Towards a Robust First Article Process
Earlier this week, we met with a prospective customer, and discussed challenges with their first article process. The customer told us that they were going "back-to-the-basics" with First Article Inspections. Nearly 20 years ago, this company eliminated receiving inspections, and parts began to flow directly from the receiving dock into stock and on to the production line. Around the same time, a first article process was instituted, and the company began inspecting each first article that was shipped in.
Since then, business has grown significantly for this customer, with revenues now in excess of $10 billion a year. As business grew, the volume of first articles grew with it. Soon, a few hundred designs required first article inspections each quarter. Obviously, this created a significant resource challenge.
Meanwhile, defective parts were frequently making their way to the manufacturing floor as well as into the spares pipeline, contributing to shipment delays and customer dissatisfaction.
Eventually, people began to question the value of the first article process. Under pressure to cut costs, the company decided to stop inspecting first articles, and switched to a documentation review process instead. Today, suppliers inspect the part, and fill out a first article form. The customer reviews the form for completeness (are all features included in the first article form?), as well as for compliance to specification (is each feature in-spec?).
While costs of first article inspection dropped, the company continues to suffer from a large number of defective parts entering its manufacturing operations and spares pipeline.
So, in an attempt to reduce defective parts entering the supply chain, the customer has now decided to go back to what they described as "the basics" by actually verifying each first article measurement themselves (either in-house, or by witnessing the inspection by the supplier).
Is there any value to a first article inspection?
Our customer has come a full circle, but a critical question remains unanswered: will inspecting first articles actually help drive down the defect rate in on-going production?
A first article review process needs to do more than simply check the first piece. While dimensional, material, packaging, color, and functional testing verifications are obviously important, they represent only part of the value of a first article process.
Here’s an example of what happens when you focus only on the "first piece". A supplier of high-precision medical components received a first-article order for a new component. Along with the first article was an order for 100 units. The supplier made the first 100 units on a 4-axis CNC. Parts were shipped, and were verified and accepted by the buyer.

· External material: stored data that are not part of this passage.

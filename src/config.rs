//! Frontend Configuration
//!
//! Build-time values from `option_env!` with runtime overrides read from
//! `window.TODO_CONFIG`, so a static deployment can point at another API or
//! tenant without rebuilding. Everything here is public; no secrets.

use auth0_spa::{CacheLocation, ClientOptions};

const DEFAULT_LOG_LEVEL: &str = "info";

/// Keys accepted in `window.TODO_CONFIG`
#[cfg_attr(not(target_arch = "wasm32"), allow(dead_code))]
const RUNTIME_KEYS: &[&str] = &[
    "api_base_url",
    "auth_domain",
    "auth_client_id",
    "auth_audience",
    "auth_redirect_uri",
    "log_level",
];

#[derive(Clone, Debug, PartialEq)]
pub struct AppConfig {
    pub api_base_url: String,
    pub auth_domain: String,
    pub auth_client_id: String,
    pub auth_audience: Option<String>,
    pub auth_redirect_uri: Option<String>,
    pub log_level: String,
}

impl Default for AppConfig {
    fn default() -> Self {
        Self {
            api_base_url: String::new(),
            auth_domain: String::new(),
            auth_client_id: String::new(),
            auth_audience: None,
            auth_redirect_uri: None,
            log_level: DEFAULT_LOG_LEVEL.to_string(),
        }
    }
}

impl AppConfig {
    /// Build-time values first, then whatever the page overrides
    pub fn load() -> Self {
        let build_env = [
            ("api_base_url", option_env!("TODO_API_BASE_URL")),
            ("auth_domain", option_env!("TODO_AUTH_DOMAIN")),
            ("auth_client_id", option_env!("TODO_AUTH_CLIENT_ID")),
            ("auth_audience", option_env!("TODO_AUTH_AUDIENCE")),
            ("auth_redirect_uri", option_env!("TODO_AUTH_REDIRECT_URI")),
            ("log_level", option_env!("TODO_LOG_LEVEL")),
        ];

        let mut config = Self::default();
        for (key, value) in build_env {
            if let Some(value) = value {
                config.set(key, value);
            }
        }
        for (key, value) in runtime_overrides() {
            config.set(key, &value);
        }
        config
    }

    /// Apply one setting; blank values and unknown keys are ignored
    fn set(&mut self, key: &str, value: &str) {
        let value = value.trim();
        if value.is_empty() {
            return;
        }
        let value = value.to_string();
        match key {
            "api_base_url" => self.api_base_url = value,
            "auth_domain" => self.auth_domain = value,
            "auth_client_id" => self.auth_client_id = value,
            "auth_audience" => self.auth_audience = Some(value),
            "auth_redirect_uri" => self.auth_redirect_uri = Some(value),
            "log_level" => self.log_level = value,
            _ => tracing::debug!(key, "ignoring unknown config key"),
        }
    }

    /// Options for the identity client. The redirect URI falls back to the page origin.
    pub fn client_options(&self) -> ClientOptions {
        ClientOptions {
            domain: self.auth_domain.clone(),
            client_id: self.auth_client_id.clone(),
            redirect_uri: self.auth_redirect_uri.clone().or_else(page_origin),
            audience: self.auth_audience.clone(),
            scope: Some("openid profile email".to_string()),
            cache_location: Some(CacheLocation::Memory),
        }
    }
}

/// String values of `window.TODO_CONFIG` for the known keys
#[cfg(target_arch = "wasm32")]
fn runtime_overrides() -> Vec<(&'static str, String)> {
    use js_sys::Reflect;
    use wasm_bindgen::JsValue;

    let Some(window) = web_sys::window() else {
        return Vec::new();
    };
    let config = match Reflect::get(&window, &JsValue::from_str("TODO_CONFIG")) {
        Ok(config) if config.is_object() => config,
        _ => return Vec::new(),
    };

    RUNTIME_KEYS
        .iter()
        .filter_map(|key| {
            let value = Reflect::get(&config, &JsValue::from_str(key)).ok()?;
            Some((*key, value.as_string()?))
        })
        .collect()
}

#[cfg(not(target_arch = "wasm32"))]
fn runtime_overrides() -> Vec<(&'static str, String)> {
    Vec::new()
}

/// Origin of the current page, e.g. `https://todo.example.com`
#[cfg(target_arch = "wasm32")]
pub fn page_origin() -> Option<String> {
    web_sys::window()?.location().origin().ok()
}

#[cfg(not(target_arch = "wasm32"))]
pub fn page_origin() -> Option<String> {
    None
}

A few weeks later, the first production order came in. The order was for 30,000 units in lots of 5,000. There was no way the supplier was going to be able to deliver 30,000 units on time with a manual load/unload process on a CNC. So the product was shifted to a Swiss Screw Machine with an automatic loader. Machining steps, fixtures, and tooling were changed on the fly, and parts were produced and shipped. Unfortunately, the new process had not been adequately validated, and the buyer’s incoming inspection found a 6% defect rate, leading to a huge escalation. The supplier nearly lost the entire business over this problem.
The change in manufacturing process had completely invalidated the first article. Even though nothing had changed in the design of the part, a new first article should have been done, given the change in the manufacturing process.
The purpose of a first article process
As the above example shows, a very important, but often-overlooked purpose of the first article process, is to validate that the production process that will be used going forward is capable of producing a good part.
First, we want to make sure that the manufacturing process and quality control plan are completely documented. The quality control plan is an opportunity to communicate critical features and align expectations with the supplier. It’s also what you come back to and reinforce in the event of a problem.
Next, we want to make sure that the first-article is produced using the machinery, fixtures, gages, and sub-supplier processes defined in the manufacturing process and in the quality control plan. By ensuring that the production process for the first article is representative of the on-going production process, you can weed out manufacturability issues that could interrupt on-going production.
And finally, it is important to note that the first article is not a one-time event. It must be repeated in the event of a change in design, manufacturing process, sub-supplier, or even change in packaging. For this you will need a robust bi-directional change communication platform.